== ASSIGNED TASK ==
Search the entries for the word "push". Copy every line where it turns up.
Top of RECORDS TO USE
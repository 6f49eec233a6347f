//! Static scene description consumed by collision detection.
//!
//! Worlds are usually authored as JSON or YAML:
//!
//! ```yaml
//! name: "Tight Lot"
//! offset: {x: 0.0, y: -20.0}
//! objects:
//!   - {type: rect, x: -220, y: -220, width: 440, height: 440}   # painted, not solid
//!   - {type: rect, x: 50, y: 10, width: 73.5, height: 184.8, solid: true, kind: car}
//!   - {type: line, x1: 0, y1: 0, x2: 100, y2: 0}                # decoration
//! ```
//!
//! Only `rect` objects with `solid: true` take part in collision tests.
//! Other object types and presentation fields (`fill`, `stroke`, ...) are
//! accepted and ignored.

use serde::{Deserialize, Serialize};
use std::path::Path;

use crate::core::Point2D;
use crate::error::Result;
use crate::geometry::Rect;

/// Kind reported for solid obstacles without an explicit `kind`.
pub const DEFAULT_OBSTACLE_KIND: &str = "solid";

/// Kind whose collisions cost `car_multiplier` times more.
pub const CAR_KIND: &str = "car";

/// Axis-aligned rectangular obstacle.
#[derive(Clone, Debug, PartialEq, Serialize, Deserialize)]
pub struct RectObject {
    /// Minimum X
    pub x: f64,
    /// Minimum Y
    pub y: f64,
    /// Extent along X
    pub width: f64,
    /// Extent along Y
    pub height: f64,
    /// Whether the vehicle collides with this rectangle.
    #[serde(default)]
    pub solid: bool,
    /// Obstacle tag reported in contacts (e.g. `"car"`).
    #[serde(default, skip_serializing_if = "Option::is_none")]
    pub kind: Option<String>,
}

impl RectObject {
    /// Solid rectangle with no kind tag.
    pub fn solid(x: f64, y: f64, width: f64, height: f64) -> Self {
        Self {
            x,
            y,
            width,
            height,
            solid: true,
            kind: None,
        }
    }

    /// Set the kind tag.
    pub fn with_kind(mut self, kind: impl Into<String>) -> Self {
        self.kind = Some(kind.into());
        self
    }

    /// Geometry as a [`Rect`].
    #[inline]
    pub fn rect(&self) -> Rect {
        Rect::new(self.x, self.y, self.width, self.height)
    }

    /// Kind tag, falling back to [`DEFAULT_OBSTACLE_KIND`].
    #[inline]
    pub fn kind(&self) -> &str {
        self.kind.as_deref().unwrap_or(DEFAULT_OBSTACLE_KIND)
    }
}

/// One entry of a world's object list.
#[derive(Clone, Debug, PartialEq, Serialize, Deserialize)]
#[serde(tag = "type", rename_all = "snake_case")]
pub enum WorldObject {
    /// Rectangle (solid or painted).
    Rect(RectObject),
    /// Any other drawable (lines, labels, ...); never collides.
    #[serde(other)]
    Decoration,
}

/// A solid rectangle ready for testing: offset applied, kind resolved.
#[derive(Clone, Copy, Debug, PartialEq)]
pub struct SolidRect<'a> {
    /// Rectangle in world coordinates.
    pub rect: Rect,
    /// Obstacle kind tag.
    pub kind: &'a str,
}

/// Static obstacle layout.
#[derive(Clone, Debug, Default, PartialEq, Serialize, Deserialize)]
pub struct World {
    /// Display name.
    #[serde(default)]
    pub name: String,
    /// Translation applied to every object before testing.
    #[serde(default)]
    pub offset: Point2D,
    /// Objects in test order.
    #[serde(default)]
    pub objects: Vec<WorldObject>,
}

impl World {
    /// Empty world with a name.
    pub fn new(name: impl Into<String>) -> Self {
        Self {
            name: name.into(),
            ..Self::default()
        }
    }

    /// Builder-style object append.
    pub fn with_object(mut self, object: WorldObject) -> Self {
        self.objects.push(object);
        self
    }

    /// Builder-style rectangle append.
    pub fn with_rect(self, rect: RectObject) -> Self {
        self.with_object(WorldObject::Rect(rect))
    }

    /// Builder-style offset.
    pub fn with_offset(mut self, offset: Point2D) -> Self {
        self.offset = offset;
        self
    }

    /// Solid rectangles in declaration order, offset applied.
    pub fn solid_rects(&self) -> impl Iterator<Item = SolidRect<'_>> + '_ {
        let offset = self.offset;
        self.objects.iter().filter_map(move |object| match object {
            WorldObject::Rect(r) if r.solid => Some(SolidRect {
                rect: r.rect().translated(offset),
                kind: r.kind(),
            }),
            _ => None,
        })
    }

    /// Parse a world from YAML (JSON documents are valid YAML too).
    pub fn from_yaml_str(yaml: &str) -> Result<Self> {
        Ok(serde_yaml::from_str(yaml)?)
    }

    /// Parse a world from JSON.
    pub fn from_json_str(json: &str) -> Result<Self> {
        Ok(serde_json::from_str(json)?)
    }

    /// Load a world file; `.json` files are parsed as JSON, anything else as YAML.
    pub fn from_file<P: AsRef<Path>>(path: P) -> Result<Self> {
        let path = path.as_ref();
        let contents = std::fs::read_to_string(path)?;
        match path.extension().and_then(|ext| ext.to_str()) {
            Some("json") => Self::from_json_str(&contents),
            _ => Self::from_yaml_str(&contents),
        }
    }
}
//! # Ratha: Bicycle-Model Vehicle Simulator
//!
//! Deterministic kinematics for a single steerable vehicle, command playback
//! and polygon collision against static 2D scenes.
//!
//! ## Features
//!
//! - **Exact arc integration**: the rear axle moves on the circle about the
//!   instantaneous centre of curvature, so step size never changes the path
//! - **Playbooks**: declarative `setSteer` / `move` steps with side-effect
//!   free preview of any prefix
//! - **SAT collision**: body rectangle vs. solid world rectangles, with a
//!   representative contact point and a damage amount per rejected move
//!
//! ## Quick Start
//!
//! ```rust,no_run
//! use ratha::{Command, Scenario, Simulator, SimulatorConfig, World};
//!
//! let mut sim = Simulator::new(SimulatorConfig::default()).unwrap();
//! let scenario = Scenario::parallel_parking();
//! sim.load_scenario(&scenario);
//!
//! // Preview without touching the live pose
//! let parked = sim.apply_playbook_all(&scenario.playbook);
//! println!("Parked at ({:.2}, {:.2})", parked.x, parked.y);
//!
//! // Collision-aware driving
//! let world = World::from_yaml_str("objects: []").unwrap();
//! sim.apply_command(&Command::set_steer(15.0));
//! if !sim.advance_with_collision(50.0, &world) {
//!     println!("Blocked: {:?}", sim.last_collision());
//! }
//! ```
//!
//! ## Coordinate Frame
//!
//! - **X-forward**: Positive X is in front of the vehicle at zero heading
//! - **Y-left**: Positive Y is to the left
//! - **Rotation**: Counter-clockwise positive; positive steer turns left
//! - **Origin**: The pose is the centre of the rear axle
//!
//! ## Architecture
//!
//! - [`core`]: Point and pose types, angle helpers
//! - [`config`]: Vehicle dimensions and collision parameters
//! - [`vehicle`]: Bicycle model, body/wheel geometry, turn envelopes
//! - [`geometry`]: Segments, rectangles and SAT overlap
//! - [`collision`]: Worlds, contact detection and collision records
//! - [`simulator`]: Commands and the live simulator
//! - [`scenario`]: Named start pose plus playbook

pub mod collision;
pub mod config;
pub mod core;
pub mod error;
pub mod geometry;
pub mod scenario;
pub mod simulator;
pub mod vehicle;

// Re-export main types at crate root
pub use collision::{CollisionRecord, Contact, World};
pub use config::{CollisionConfig, SimulatorConfig, VehicleConfig};
pub use core::{Point2D, VehiclePose};
pub use error::{Error, Result};
pub use scenario::Scenario;
pub use simulator::{Command, Simulator};
pub use vehicle::VehicleModel;
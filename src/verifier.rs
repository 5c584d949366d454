//! # Delegate Verifier
//!
//! Holds a subkey whose certification has already been checked against the
//! master public key, and checks message signatures against it.
//!
//! ```text
//! new(master public, subkey, certification, mode)
//!     │
//!     ├── MasterVerify fails ──► Err(UnverifiableSubkey)   (never cached)
//!     │
//!     └── ok ──► DelegateVerifier { subkey }
//!                    │
//!                    └── verify(sig, msg): Ed25519Verify(subkey, SHA-224(msg), sig)
//!                           ├── ok   ──► Ok(true)
//!                           └── fail ──► Err(InvalidMessageSignature)
//! ```

use ed25519_dalek::VerifyingKey;

use crate::crypto::{self, MasterVerifyMode};
use crate::error::Result;

/// Verifier for one certified subkey
#[derive(Debug)]
pub struct DelegateVerifier {
    subkey: VerifyingKey,
    mode: MasterVerifyMode,
}

impl DelegateVerifier {
    /// Check the certification and accept the subkey
    pub fn new(
        master_public: &[u8],
        subkey: &[u8],
        certification: &[u8],
        mode: MasterVerifyMode,
    ) -> Result<Self> {
        crypto::verify_certification(master_public, certification, subkey, mode)?;
        if mode == MasterVerifyMode::Legacy {
            tracing::debug!("Subkey accepted under legacy master verification");
        }

        Ok(Self {
            subkey: crypto::parse_subkey(subkey)?,
            mode,
        })
    }

    /// The master verification mode this subkey was accepted under
    pub fn mode(&self) -> MasterVerifyMode {
        self.mode
    }

    /// Check a message signature
    ///
    /// Returns `Ok(true)` or [`Error::InvalidMessageSignature`](crate::Error::InvalidMessageSignature).
    pub fn verify(&self, signature: &[u8], message: &[u8]) -> Result<bool> {
        crypto::verify_digest(&self.subkey, &crypto::digest(message), signature)?;
        Ok(true)
    }
}

// ============================================================================
// TESTS
// ============================================================================

#[cfg(test)]
mod tests {
    use super::*;
    use crate::crypto::{certify, EphemeralKeyPair, MasterKeySource};
    use crate::error::Error;

    struct Fixture {
        master_public: [u8; 32],
        subkey: EphemeralKeyPair,
        certification: Vec<u8>,
    }

    fn fixture() -> Fixture {
        let master = MasterKeySource::from([5u8; 32]);
        let subkey = EphemeralKeyPair::generate();
        let certification = certify(&master, &subkey.public_bytes()).unwrap();
        Fixture {
            master_public: master.public_key().unwrap(),
            subkey,
            certification,
        }
    }

    #[test]
    fn test_verify_message() {
        let f = fixture();
        let verifier = DelegateVerifier::new(
            &f.master_public,
            &f.subkey.public_bytes(),
            &f.certification,
            MasterVerifyMode::Standard,
        )
        .unwrap();

        let sig = f.subkey.sign_digest(&crypto::digest(b"basic"));
        assert_eq!(verifier.verify(&sig, b"basic"), Ok(true));
        assert_eq!(
            verifier.verify(&sig, b"basics"),
            Err(Error::InvalidMessageSignature)
        );
    }

    #[test]
    fn test_wrong_master_rejected() {
        let f = fixture();
        let other = MasterKeySource::from([6u8; 32]).public_key().unwrap();

        let result = DelegateVerifier::new(
            &other,
            &f.subkey.public_bytes(),
            &f.certification,
            MasterVerifyMode::Standard,
        );
        assert_eq!(result.unwrap_err(), Error::UnverifiableSubkey);
    }

    #[test]
    fn test_swapped_subkey_rejected() {
        let f = fixture();
        let impostor = EphemeralKeyPair::generate();

        let result = DelegateVerifier::new(
            &f.master_public,
            &impostor.public_bytes(),
            &f.certification,
            MasterVerifyMode::Standard,
        );
        assert_eq!(result.unwrap_err(), Error::UnverifiableSubkey);
    }

    #[test]
    fn test_legacy_mode_accepts_valid_certification() {
        let f = fixture();
        let verifier = DelegateVerifier::new(
            &f.master_public,
            &f.subkey.public_bytes(),
            &f.certification,
            MasterVerifyMode::Legacy,
        )
        .unwrap();
        assert_eq!(verifier.mode(), MasterVerifyMode::Legacy);
    }
}
// ============================================================================
// TESTS
// ============================================================================

#[cfg(test)]
mod tests {
    use super::*;
    use crate::crypto::{verify_certification, MasterVerifyMode};

    const SEED: [u8; 32] = [3u8; 32];

    fn master() -> MasterKeySource {
        MasterKeySource::from(SEED)
    }

    #[test]
    fn test_sync_signer_is_ready() {
        let signer = DelegateSigner::certified(&master()).unwrap();
        assert_eq!(signer.mode(), SignerMode::Sync);
        assert_eq!(signer.state(), SignerState::Ready);
    }

    #[test]
    fn test_envelope_contents() {
        let master = master();
        let signer = DelegateSigner::certified(&master).unwrap();
        let envelope = Envelope::from_bytes(&signer.sign(b"hello").unwrap()).unwrap();

        assert_eq!(envelope.subkey, signer.subkey_public().to_vec());
        assert!(verify_certification(
            &master.public_key().unwrap(),
            &envelope.certification,
            &envelope.subkey,
            MasterVerifyMode::Standard,
        )
        .is_ok());
    }

    #[test]
    fn test_fresh_subkey_per_signer() {
        let a = DelegateSigner::certified(&master()).unwrap();
        let b = DelegateSigner::certified(&master()).unwrap();
        assert_ne!(a.subkey_public(), b.subkey_public());
    }

    #[test]
    fn test_bad_master_fails_construction() {
        let bad = MasterKeySource::from(&b"short"[..]);
        assert!(matches!(
            DelegateSigner::certified(&bad),
            Err(Error::InvalidMasterKey(_))
        ));
    }

    #[test]
    fn test_sync_sign_while_pending_is_rejected() {
        let signer = DelegateSigner::uncertified();
        assert_eq!(signer.state(), SignerState::Pending);
        assert_eq!(signer.sign(b"early"), Err(Error::CertificationPending));
    }

    #[tokio::test]
    async fn test_waiters_receive_certification() {
        let master = master();
        let signer = Arc::new(DelegateSigner::uncertified());

        let held: Arc<Mutex<Option<CertificationReply>>> = Arc::new(Mutex::new(None));
        let stash = Arc::clone(&held);
        signer.request_certification(
            &master,
            &move |_: &MasterKeySource, _: &[u8], reply: CertificationReply| {
                *stash.lock() = Some(reply);
            },
        );

        let first = signer.sign_async(b"one".to_vec());
        let second = signer.sign_async(b"two".to_vec());
        assert_eq!(signer.state(), SignerState::Pending);

        let certification = crypto::certify(&master, signer.subkey_public()).unwrap();
        held.lock().take().unwrap().succeed(certification.clone());

        for envelope in [first.await.unwrap(), second.await.unwrap()] {
            let envelope = Envelope::from_bytes(&envelope).unwrap();
            assert_eq!(envelope.certification, certification);
        }
        assert_eq!(signer.state(), SignerState::Ready);
        assert!(signer.sign(b"three").is_ok());
    }

    #[tokio::test]
    async fn test_failure_reaches_every_waiter() {
        let signer = Arc::new(DelegateSigner::uncertified());

        let held: Arc<Mutex<Option<CertificationReply>>> = Arc::new(Mutex::new(None));
        let stash = Arc::clone(&held);
        signer.request_certification(
            &master(),
            &move |_: &MasterKeySource, _: &[u8], reply: CertificationReply| {
                *stash.lock() = Some(reply);
            },
        );

        let before = signer.sign_async(b"before".to_vec());
        held.lock().take().unwrap().fail("hsm offline");
        let after = signer.sign_async(b"after".to_vec());

        let expected = Error::CertificationFailed("hsm offline".into());
        assert_eq!(before.await, Err(expected.clone()));
        assert_eq!(after.await, Err(expected.clone()));
        assert_eq!(signer.sign(b"sync"), Err(expected.clone()));
        assert_eq!(signer.state(), SignerState::Failed(expected));
    }

    #[tokio::test]
    async fn test_dropped_reply_fails_certification() {
        let signer = Arc::new(DelegateSigner::uncertified());
        signer.request_certification(
            &master(),
            &|_: &MasterKeySource, _: &[u8], _reply: CertificationReply| {},
        );

        assert!(matches!(
            signer.sign_async(b"msg".to_vec()).await,
            Err(Error::CertificationFailed(_))
        ));
    }

    #[test]
    fn test_empty_certification_is_failure() {
        let signer = Arc::new(DelegateSigner::uncertified());
        signer.request_certification(
            &master(),
            &|_: &MasterKeySource, _: &[u8], reply: CertificationReply| reply.succeed(Vec::new()),
        );

        assert!(matches!(
            signer.state(),
            SignerState::Failed(Error::CertificationFailed(_))
        ));
    }

    /// Waker that logs its id when woken
    struct WakeLog {
        id: usize,
        log: Arc<Mutex<Vec<usize>>>,
    }

    impl futures::task::ArcWake for WakeLog {
        fn wake_by_ref(arc_self: &Arc<Self>) {
            arc_self.log.lock().push(arc_self.id);
        }
    }

    #[test]
    fn test_waiters_woken_in_registration_order() {
        use futures::FutureExt;
        use std::task::{Context, Poll};

        let slot = CertificationSlot::pending();
        let log = Arc::new(Mutex::new(Vec::new()));

        let mut receivers = Vec::new();
        for id in 0..5 {
            let mut rx = match slot.register() {
                Registration::Waiting(rx) => rx,
                Registration::Done(_) => panic!("slot settled early"),
            };
            let waker = futures::task::waker(Arc::new(WakeLog {
                id,
                log: Arc::clone(&log),
            }));
            assert!(rx.poll_unpin(&mut Context::from_waker(&waker)).is_pending());
            receivers.push(rx);
        }
        assert!(log.lock().is_empty());

        slot.resolve(Ok(vec![7; 64]));
        assert_eq!(*log.lock(), vec![0, 1, 2, 3, 4]);

        let waker = futures::task::noop_waker();
        for mut rx in receivers {
            match rx.poll_unpin(&mut Context::from_waker(&waker)) {
                Poll::Ready(Ok(Ok(cert))) => assert_eq!(cert, vec![7; 64]),
                _ => panic!("waiter did not receive the certification"),
            }
        }
    }

    #[test]
    fn test_pending_signs_registered_at_call_time() {
        let signer = Arc::new(DelegateSigner::uncertified());
        let first = signer.sign_async(b"one".to_vec());
        let second = signer.sign_async(b"two".to_vec());

        match &*signer.slot.state.lock() {
            SlotState::Pending(waiters) => assert_eq!(waiters.len(), 2),
            _ => panic!("slot settled early"),
        }
        drop((first, second));
    }

    #[test]
    fn test_second_outcome_ignored() {
        let slot = Arc::new(CertificationSlot::pending());
        slot.resolve(Ok(vec![1, 2, 3]));
        slot.resolve(Err(Error::CertificationFailed("late".into())));
        assert_eq!(slot.peek(), Some(Ok(vec![1, 2, 3])));
    }
}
Bottom of RECORDS TO USE
== EXERCISE ANSWER ==
        self.objects.push(object);
            arc_self.log.lock().push(arc_self.id);
            receivers.push(rx);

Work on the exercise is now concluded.